TYLER, Texas (KLTV) - As Texas enters the next phase of re-opening its economy, a German lawmaker is sharing insight into his country’s strategy for emerging from lockdown, while managing the spread of COVID-19.
Peter Beyer, a member of the Bundestag, Germany’s lower house of parliament, credits his country’s successful response to the pandemic on coordination among the federal government and its 16 state parliaments.
“I think it was very good that they tried rather reasonably to coordinate their politics, their moves.”
As lockdown restrictions are being relaxed and businesses slowly reopen in western Europe, the number of deaths related to COVID-19 in Germany has remained around 8 thousand, which is starkly fewer than neighboring countries France, Space, Italy, and the United Kingdom.
By comparison, the United States has more than four times the population of Germany. As of Tuesday, the U.S. had a seemingly disproportionate number of COVID-19 fatalities, nearly 11 times the number reported by Germany.
“A little over 8 thousand (deaths) is bad enough. But I think it was very, very calmly managed. (Chancellor) Angela Merkel was a very good crisis manager before and it proved to be the case this time as well.”
In early May, a monthly poll released by public broadcaster ARD indicated two-thirds of those surveyed approved of the German government’s handling of the pandemic.
Beyer says the biggest success in the management of the crisis came from German citizens’ compliance with lockdowns and other social distancing requirements.
“They understood that there’s some need, there’s some emergency which is affecting each and everybody’s lives and could affect each and everybody’s health and maybe even life. So they played by the rules for a long time.”
Certain non-essential shops in Germany were allowed to open in late April. By the first week of May, some schools across the country had reopened. The German Bundesliga soccer league resumed matches Saturday, without spectators.
The German government’s ban on gatherings of more than two individuals who do not live in the same household will remain in place, while the use of face masks is strongly encouraged.

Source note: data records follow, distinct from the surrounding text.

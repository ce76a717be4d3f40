//! Named recorded exchanges.
//!
//! Every recorded exchange is saved as `last` and, optionally, under a name
//! of the user's choosing. Qualified names such as `things/create` are stored
//! in subdirectories and looked up with the same short-name rules as request
//! files.

use std::collections::HashMap;
use std::path::{Path, PathBuf};
use tracing::debug;

use super::models::{HistoryError, RecordedExchange};
use crate::document::Document;
use crate::files::{self, FileError, PathIndex};

/// Name under which the most recent exchange is always stored.
pub const LAST_EXCHANGE: &str = "last";

/// Read access to recorded exchanges.
pub trait RecordedExchangeStore {
    /// Loads the exchange stored as `name` as a walkable document.
    fn load_exchange(&self, name: &str) -> Result<Document, HistoryError>;
}

/// Recorded exchanges stored as YAML files under one directory.
#[derive(Debug, Clone)]
pub struct RememberStore {
    root: PathBuf,
    extension: String,
}

impl RememberStore {
    pub fn new(root: impl Into<PathBuf>, extension: impl Into<String>) -> Self {
        Self {
            root: root.into(),
            extension: extension.into(),
        }
    }

    pub fn root(&self) -> &Path {
        &self.root
    }

    /// Saves `exchange` under `name` and as `last`.
    ///
    /// For `a/b/c` the file lands in `<root>/a/b/c.yml`, not `<root>/c.yml`.
    ///
    /// # Returns
    ///
    /// The path of the named file.
    pub fn remember(
        &self,
        name: &str,
        exchange: &RecordedExchange,
    ) -> Result<PathBuf, HistoryError> {
        if name != LAST_EXCHANGE {
            self.remember(LAST_EXCHANGE, exchange)?;
        }

        let parts = files::split_path(Path::new(name));
        let Some((filename, dirs)) = parts.split_last() else {
            return Err(HistoryError::File(FileError::InvalidName(name.to_string())));
        };

        let mut path = self.root.clone();
        path.extend(dirs);
        path.push(files::ensure_extension(filename, &self.extension));

        files::write_file(&path, &exchange.to_yaml_string()?)?;
        debug!(path = %path.display(), "remembered exchange");
        Ok(path)
    }
}

impl RecordedExchangeStore for RememberStore {
    fn load_exchange(&self, name: &str) -> Result<Document, HistoryError> {
        if !self.root.is_dir() {
            return Err(HistoryError::NotFound(name.to_string()));
        }

        // rebuilt on every lookup so freshly remembered files are visible
        let index = PathIndex::with_dirs(self.extension.clone(), [&self.root])?;
        let path = index.get_path(name).map_err(|e| match e {
            FileError::NoMatch(_) | FileError::InvalidName(_) => {
                HistoryError::NotFound(name.to_string())
            }
            other => HistoryError::File(other),
        })?;

        debug!(path = %path.display(), "loading recorded exchange");
        Ok(files::load_yaml_file(&path)?)
    }
}

/// In-memory recorded exchanges.
#[derive(Debug, Clone, Default)]
pub struct MemoryExchanges {
    exchanges: HashMap<String, Document>,
}

impl MemoryExchanges {
    pub fn new() -> Self {
        Self::default()
    }

    /// Stores a raw document under `name`.
    pub fn insert(&mut self, name: impl Into<String>, doc: Document) {
        self.exchanges.insert(name.into(), doc);
    }

    /// Builder-style variant of [`insert`](Self::insert)
    pub fn with(mut self, name: impl Into<String>, doc: Document) -> Self {
        self.insert(name, doc);
        self
    }

    /// Stores an exchange under `name` and as `last`.
    pub fn remember(
        &mut self,
        name: &str,
        exchange: &RecordedExchange,
    ) -> Result<(), HistoryError> {
        let doc = exchange.to_document()?;
        self.insert(LAST_EXCHANGE, doc.clone());
        self.insert(name, doc);
        Ok(())
    }
}

impl RecordedExchangeStore for MemoryExchanges {
    fn load_exchange(&self, name: &str) -> Result<Document, HistoryError> {
        self.exchanges
            .get(name)
            .cloned()
            .ok_or_else(|| HistoryError::NotFound(name.to_string()))
    }
}
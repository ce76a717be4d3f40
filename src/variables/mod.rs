//! Variables module for spag
//!
//! This module rewrites placeholder and shortcut syntax in request text:
//!
//! - `{{[env].path, name.path, with_key : default}}` placeholders, resolved
//!   against environments, recorded exchanges and `--with` bindings
//! - `@key` shortcuts, resolved against the last recorded exchange
//!
//! Data sources are injected through [`VariableSources`]; nothing in here
//! knows where environments or exchanges are stored.

pub mod error;
pub mod params;
pub mod placeholder;
pub mod resolve;
pub mod shortcut;
pub mod substitution;

pub use error::VarError;
pub use params::{describe_params, ParamDescription};
pub use placeholder::{Candidate, Placeholder};
pub use resolve::{BodyMode, LookupError, VariableSources};
pub use shortcut::{expand_shortcut, ShortcutTarget};
pub use substitution::{parse_withs, untemplate};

In the meantime, many of Beyer’s government duties have shifted from face-to-face to virtual meetings. A member of Merkel’s conservative Christian Democratic Union, Beyer represents a district near Düsseldorf and serves as Coordinator of Transatlantic Cooperation for the German government. With travel restrictions still in place, his monthly trips to the U.S. have completely stopped, though, he is still able to travel by train to Berlin.
Even with the easing of some contact restrictions, Beyer predicts some aspects of life may never change, like fewer handshakes.
“I hope that does not mean that we are not meeting people as often as before. That we are not as close to people. That we are not interacting as before. Because I think the short, physical contact of shaking a hand, or if you know someone really well, a hug or so, it is important that it’s there.”
Among the many challenges of the crisis, Beyer said the European Commission is already coordinating a joint plan to respond to misinformation.
“All our intelligence services say there is very concrete, and in not in small amounts, a campaign of disinformation, both by Russia and by China, abusing specifically the current pandemic situation.”
Beyer says the biggest lesson to be learned from this historic crisis will be the importance of collaboration, identifying best practices, and sharing that information freely.
“And then sit together and see how we can be much better prepared for the next pandemic, which is a sure thing to come.”